[TASK OBJECTIVE] Only one stretch of the records below should be repeated. It starts with the line containing "assert_eq!(rescale(255, 8, 32), u32::MAX);" and goes on through the line containing "assert_eq!(luma(255, 0, 0), 76);", exactly as written.

[RECORDS SUPPLIED]
- - - - -

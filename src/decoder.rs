use alloc::vec::Vec;

use crate::error::DecodeError;
use crate::plane::PlaneDescriptor;
use crate::spec::ImageTable;

/// What a concrete format decoder provides to [`ImageReader`](crate::ImageReader).
///
/// Sub-images are delivered in file order, one at a time. Each successful
/// [`acquire_planes`](Self::acquire_planes) is followed by exactly one
/// [`release_planes`](Self::release_planes) before the next acquire. The
/// returned descriptors borrow the decoder, so they are provably dropped by
/// the time `release_planes` can be called.
pub trait PlaneDecoder {
    /// Report the canvas size and every sub-image. Called once, before any
    /// planes are acquired.
    fn enumerate(&mut self) -> Result<ImageTable, DecodeError>;

    /// Decode the next sub-image and lend one plane per component.
    ///
    /// Must fail rather than return fewer planes, or planes that disagree
    /// with the sub-image's [`SubImageSpec`](crate::SubImageSpec).
    fn acquire_planes(&mut self) -> Result<Vec<PlaneDescriptor<'_>>, DecodeError>;

    /// Invalidate the planes from the last acquire.
    fn release_planes(&mut self) -> Result<(), DecodeError>;

    /// Restart delivery at the first sub-image.
    ///
    /// Only decoders that can re-read their input implement this; the reader
    /// calls it when an image is read a second time.
    fn rewind(&mut self) -> Result<(), DecodeError> {
        Err(DecodeError::new("decoder cannot re-read its sub-images"))
    }
}

impl<D: PlaneDecoder + ?Sized> PlaneDecoder for &mut D {
    fn enumerate(&mut self) -> Result<ImageTable, DecodeError> {
        (**self).enumerate()
    }

    fn acquire_planes(&mut self) -> Result<Vec<PlaneDescriptor<'_>>, DecodeError> {
        (**self).acquire_planes()
    }

    fn release_planes(&mut self) -> Result<(), DecodeError> {
        (**self).release_planes()
    }

    fn rewind(&mut self) -> Result<(), DecodeError> {
        (**self).rewind()
    }
}
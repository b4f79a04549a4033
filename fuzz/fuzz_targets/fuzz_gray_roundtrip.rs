#![no_main]
use libfuzzer_sys::fuzz_target;
use zenplanes::*;

fuzz_target!(|data: &[u8]| {
    // Any 8-bit gray plane must survive Gray8 exactly and Gray16 and back.
    let Some((&w, pixels)) = data.split_first() else {
        return;
    };
    let w = u32::from(w.max(1));
    let h = pixels.len() as u32 / w;
    let pixels = &pixels[..(w * h) as usize];

    let spec = SubImageSpec::new(w, h, ColorSpace::Grayscale, false, 8);
    let frame = MemoryFrame::interleaved(spec, pixels.to_vec(), RowOrder::BottomUp);
    let mut reader = ImageReader::new(MemoryDecoder::single(frame)).unwrap();

    let gray8 = reader.read_gray8().unwrap();
    assert_eq!(gray8.buf().as_slice(), pixels, "gray8 mismatch");

    let gray16 = reader.read_gray16().unwrap();
    for (&wide, &narrow) in gray16.buf().iter().zip(pixels) {
        assert_eq!(rescale(u32::from(wide), 16, 8), u32::from(narrow));
    }
});
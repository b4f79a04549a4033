//! Sample conversion: bit-depth rescaling, signed remapping, color-space
//! reconciliation and alpha handling.
//!
//! Integer rescaling is `dst = (src * dst_max + src_max / 2) / src_max`,
//! rounding half up, so widening by an integer ratio (8 → 16 is × 257) and
//! narrowing back are exact inverses. RGB → gray uses the BT.601 weights
//! [`LUMA_R`], [`LUMA_G`], [`LUMA_B`] (per mille) on samples already rescaled
//! to the destination depth.

use enough::Stop;

use crate::error::{PlaneError, SpecField};
use crate::pixel::CanvasPixel;
use crate::plane::PlaneDescriptor;
use crate::spec::{ColorSpace, SubImageSpec};

/// Red weight of the luma sum, per mille.
pub const LUMA_R: u64 = 299;
/// Green weight of the luma sum, per mille.
pub const LUMA_G: u64 = 587;
/// Blue weight of the luma sum, per mille.
pub const LUMA_B: u64 = 114;

#[inline]
fn max_value(bits: u32) -> u64 {
    (1u64 << bits) - 1
}

/// Linearly rescale an unsigned `src_bits` sample to `dst_bits`.
///
/// # Panics
///
/// Both depths must be in `1..=32`. `src_bits == 0` divides by zero and
/// depths of 64 or more overflow the shift.
#[inline]
pub fn rescale(value: u32, src_bits: u32, dst_bits: u32) -> u32 {
    if src_bits == dst_bits {
        return value;
    }
    let src_max = max_value(src_bits);
    let dst_max = max_value(dst_bits);
    ((u64::from(value) * dst_max + src_max / 2) / src_max) as u32
}

/// Normalize an unsigned `bits` sample to `[0, 1]`.
///
/// # Panics
///
/// `bits` must be in `1..=32`; 64 or more overflows the shift.
#[inline]
pub fn rescale_to_unit(value: u32, bits: u32) -> f32 {
    (f64::from(value) / max_value(bits) as f64) as f32
}

/// Weighted luma of three samples of equal depth.
#[inline]
pub fn luma(r: u32, g: u32, b: u32) -> u32 {
    ((u64::from(r) * LUMA_R + u64::from(g) * LUMA_G + u64::from(b) * LUMA_B + 500) / 1000) as u32
}

/// Map a raw sample to an unsigned value in `0..=2^bits - 1`.
///
/// Signed samples are sign-extended from the container width and offset by
/// half the range. Out-of-range values clamp.
#[inline]
fn normalize(raw: u32, container_bits: u32, bits: u32, signed: bool) -> u32 {
    let max = max_value(bits);
    if signed {
        let shift = 32 - container_bits;
        let value = i64::from(((raw << shift) as i32) >> shift);
        let shifted = value + (1i64 << (bits - 1));
        shifted.clamp(0, max as i64) as u32
    } else {
        u64::from(raw).min(max) as u32
    }
}

/// The normalized components of one source pixel.
///
/// Alpha, when present, is the last component.
#[derive(Clone, Copy, Debug)]
pub struct Samples {
    values: [u32; 4],
    bits: u32,
    color_space: ColorSpace,
    has_alpha: bool,
}

impl Samples {
    /// Wrap normalized `bits`-deep components in plane order.
    pub fn new(values: [u32; 4], bits: u32, color_space: ColorSpace, has_alpha: bool) -> Self {
        Self {
            values,
            bits,
            color_space,
            has_alpha,
        }
    }

    /// Gray value at `bits` depth; RGB sources go through [`luma`].
    #[inline]
    pub fn gray(&self, bits: u32) -> u32 {
        match self.color_space {
            ColorSpace::Grayscale => rescale(self.values[0], self.bits, bits),
            ColorSpace::Rgb => {
                let [r, g, b] = self.rgb(bits);
                luma(r, g, b)
            }
        }
    }

    /// Gray value in `[0, 1]`.
    #[inline]
    pub fn gray_unit(&self) -> f32 {
        match self.color_space {
            ColorSpace::Grayscale => rescale_to_unit(self.values[0], self.bits),
            ColorSpace::Rgb => {
                let max = max_value(self.bits) as f64;
                let [r, g, b] = [0usize, 1, 2].map(|c| f64::from(self.values[c]) / max);
                ((r * LUMA_R as f64 + g * LUMA_G as f64 + b * LUMA_B as f64) / 1000.0) as f32
            }
        }
    }

    /// Red, green and blue at `bits` depth; gray is replicated.
    #[inline]
    pub fn rgb(&self, bits: u32) -> [u32; 3] {
        match self.color_space {
            ColorSpace::Grayscale => {
                let v = rescale(self.values[0], self.bits, bits);
                [v, v, v]
            }
            ColorSpace::Rgb => [0usize, 1, 2].map(|c| rescale(self.values[c], self.bits, bits)),
        }
    }

    /// Alpha at `bits` depth, fully opaque when the source has none.
    #[inline]
    pub fn alpha(&self, bits: u32) -> u32 {
        if self.has_alpha {
            let last = self.color_space.color_components() as usize;
            rescale(self.values[last], self.bits, bits)
        } else {
            max_value(bits) as u32
        }
    }
}

/// Convert one sub-image's planes into its rectangle of `canvas`.
///
/// `canvas` is row-major, `canvas_width` pixels per row, row 0 at the bottom.
/// `spec` must already be validated against the canvas.
pub(crate) fn convert_into<P: CanvasPixel>(
    canvas: &mut [P],
    canvas_width: usize,
    index: usize,
    spec: &SubImageSpec,
    planes: &[PlaneDescriptor<'_>],
    stop: &dyn Stop,
) -> Result<(), PlaneError> {
    if planes.len() != spec.num_components as usize {
        return Err(PlaneError::format(
            index,
            SpecField::Planes,
            alloc::format!(
                "decoder supplied {} planes for {} components",
                planes.len(),
                spec.num_components
            ),
        ));
    }
    let bits = spec.bits_per_component;
    for plane in planes {
        plane.check(index, spec.width(), spec.height(), bits)?;
    }
    if spec.is_empty() {
        return Ok(());
    }

    let w = spec.width() as usize;
    let h = spec.height() as usize;
    let [ox, oy] = spec.offset.map(|v| v as usize);
    let mut cursors = [0isize; 4];

    for y in 0..h {
        if y % 16 == 0 {
            stop.check()?;
        }
        for (cursor, plane) in cursors.iter_mut().zip(planes) {
            *cursor = plane.row_offset(y);
        }
        let row_start = (oy + y) * canvas_width + ox;
        for out in &mut canvas[row_start..row_start + w] {
            let mut values = [0u32; 4];
            for ((value, cursor), plane) in values.iter_mut().zip(cursors.iter_mut()).zip(planes) {
                let raw = plane.read_raw(*cursor);
                *value = normalize(raw, plane.container_bits(), bits, spec.signed);
                // Past the last sample the cursor is never read, so it may wrap.
                *cursor = cursor.wrapping_add(plane.pixel_stride());
            }
            *out = P::from_samples(&Samples::new(values, bits, spec.color_space, spec.has_alpha));
        }
    }
    Ok(())
}

#[cfg(test)]
mod tests {
    use super::*;

    #[test]
    fn widening_by_integer_ratio_is_exact() {
        assert_eq!(rescale(0, 8, 16), 0);
        assert_eq!(rescale(1, 8, 16), 257);
        assert_eq!(rescale(255, 8, 16), 65535);
        for v in 0..=255u32 {
            assert_eq!(rescale(rescale(v, 8, 16), 16, 8), v);
        }
    }

    #[test]
    fn rescale_covers_whole_depth_range() {
        assert_eq!(rescale(1, 1, 32), u32::MAX);
        assert_eq!(rescale(u32::MAX, 32, 1), 1);
        assert_eq!(rescale(u32::MAX, 32, 8), 255);
        assert_eq!(rescale(u32::MAX / 2, 32, 1), 0);
        assert_eq!(rescale_to_unit(u32::MAX, 32), 1.0);
        assert_eq!(rescale_to_unit(0, 1), 0.0);
    }

    #[test]
    fn narrowing_rounds_half_up() {
        // 16384 * 255 / 65535 = 63.75
        assert_eq!(rescale(16384, 16, 8), 64);
        // 10-bit 512 * 255 / 1023 = 127.62
        assert_eq!(rescale(512, 10, 8), 128);
        assert_eq!(rescale(1023, 10, 8), 255);
        assert_eq!(rescale(1, 1, 8), 255);
    }

    #[test]
    fn full_width_samples_do_not_overflow() {
        assert_eq!(rescale(u32::MAX, 32, 8), 255);
        assert_eq!(rescale(u32::MAX, 32, 16), 65535);
        assert_eq!(rescale(255, 8, 32), u32::MAX);
        assert_eq!(rescale_to_unit(u32::MAX, 32), 1.0);
    }

    #[test]
    fn signed_remap_adds_half_range() {
        let raw = (-16384i16) as u16 as u32;
        assert_eq!(normalize(raw, 16, 16, true), 16384);
        assert_eq!(normalize((i16::MIN) as u16 as u32, 16, 16, true), 0);
        assert_eq!(normalize(i16::MAX as u32, 16, 16, true), 65535);
        assert_eq!(normalize((-1i8) as u8 as u32, 8, 8, true), 127);
        assert_eq!(normalize(i32::MIN as u32, 32, 32, true), 0);
    }

    #[test]
    fn signed_narrow_depth_in_wide_container() {
        // 12-bit signed stored sign-extended in 16 bits.
        assert_eq!(normalize((-2048i16) as u16 as u32, 16, 12, true), 0);
        assert_eq!(normalize(2047, 16, 12, true), 4095);
        // Out-of-range values clamp.
        assert_eq!(normalize(5000, 16, 12, true), 4095);
    }

    #[test]
    fn unsigned_above_depth_clamps() {
        assert_eq!(normalize(0x3ff, 16, 10, false), 0x3ff);
        assert_eq!(normalize(0xffff, 16, 10, false), 0x3ff);
    }

    #[test]
    fn luma_of_primaries() {
        assert_eq!(luma(255, 0, 0), 76);
        assert_eq!(luma(0, 255, 0), 150);
        assert_eq!(luma(0, 0, 255), 29);
        assert_eq!(luma(255, 255, 255), 255);
        assert_eq!(luma(65535, 65535, 65535), 65535);
    }

    #[test]
    fn samples_gray_to_rgb_replicates() {
        let s = Samples::new([100, 0, 0, 0], 8, ColorSpace::Grayscale, false);
        assert_eq!(s.rgb(8), [100, 100, 100]);
        assert_eq!(s.alpha(8), 255);
        assert_eq!(s.alpha(16), 65535);
    }

    #[test]
    fn samples_alpha_is_last_component() {
        let gray_alpha = Samples::new([10, 20, 0, 0], 8, ColorSpace::Grayscale, true);
        assert_eq!(gray_alpha.alpha(8), 20);
        let rgba = Samples::new([1, 2, 3, 4], 8, ColorSpace::Rgb, true);
        assert_eq!(rgba.alpha(8), 4);
        assert_eq!(rgba.rgb(8), [1, 2, 3]);
    }

    #[test]
    fn gray_unit_matches_luma_weights() {
        let red = Samples::new([255, 0, 0, 0], 8, ColorSpace::Rgb, false);
        assert!((red.gray_unit() - 0.299).abs() < 1e-6);
        let white = Samples::new([1023, 1023, 1023, 0], 10, ColorSpace::Rgb, false);
        assert!((white.gray_unit() - 1.0).abs() < 1e-6);
    }
}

- - - - -

[WRITTEN SOLUTION]
        assert_eq!(rescale(255, 8, 32), u32::MAX);
        assert_eq!(rescale_to_unit(u32::MAX, 32), 1.0);
    }

    #[test]
    fn signed_remap_adds_half_range() {
        let raw = (-16384i16) as u16 as u32;
        assert_eq!(normalize(raw, 16, 16, true), 16384);
        assert_eq!(normalize((i16::MIN) as u16 as u32, 16, 16, true), 0);
        assert_eq!(normalize(i16::MAX as u32, 16, 16, true), 65535);
        assert_eq!(normalize((-1i8) as u8 as u32, 8, 8, true), 127);
        assert_eq!(normalize(i32::MIN as u32, 32, 32, true), 0);
    }

    #[test]
    fn signed_narrow_depth_in_wide_container() {
        // 12-bit signed stored sign-extended in 16 bits.
        assert_eq!(normalize((-2048i16) as u16 as u32, 16, 12, true), 0);
        assert_eq!(normalize(2047, 16, 12, true), 4095);
        // Out-of-range values clamp.
        assert_eq!(normalize(5000, 16, 12, true), 4095);
    }

    #[test]
    fn unsigned_above_depth_clamps() {
        assert_eq!(normalize(0x3ff, 16, 10, false), 0x3ff);
        assert_eq!(normalize(0xffff, 16, 10, false), 0x3ff);
    }

    #[test]
    fn luma_of_primaries() {
        assert_eq!(luma(255, 0, 0), 76);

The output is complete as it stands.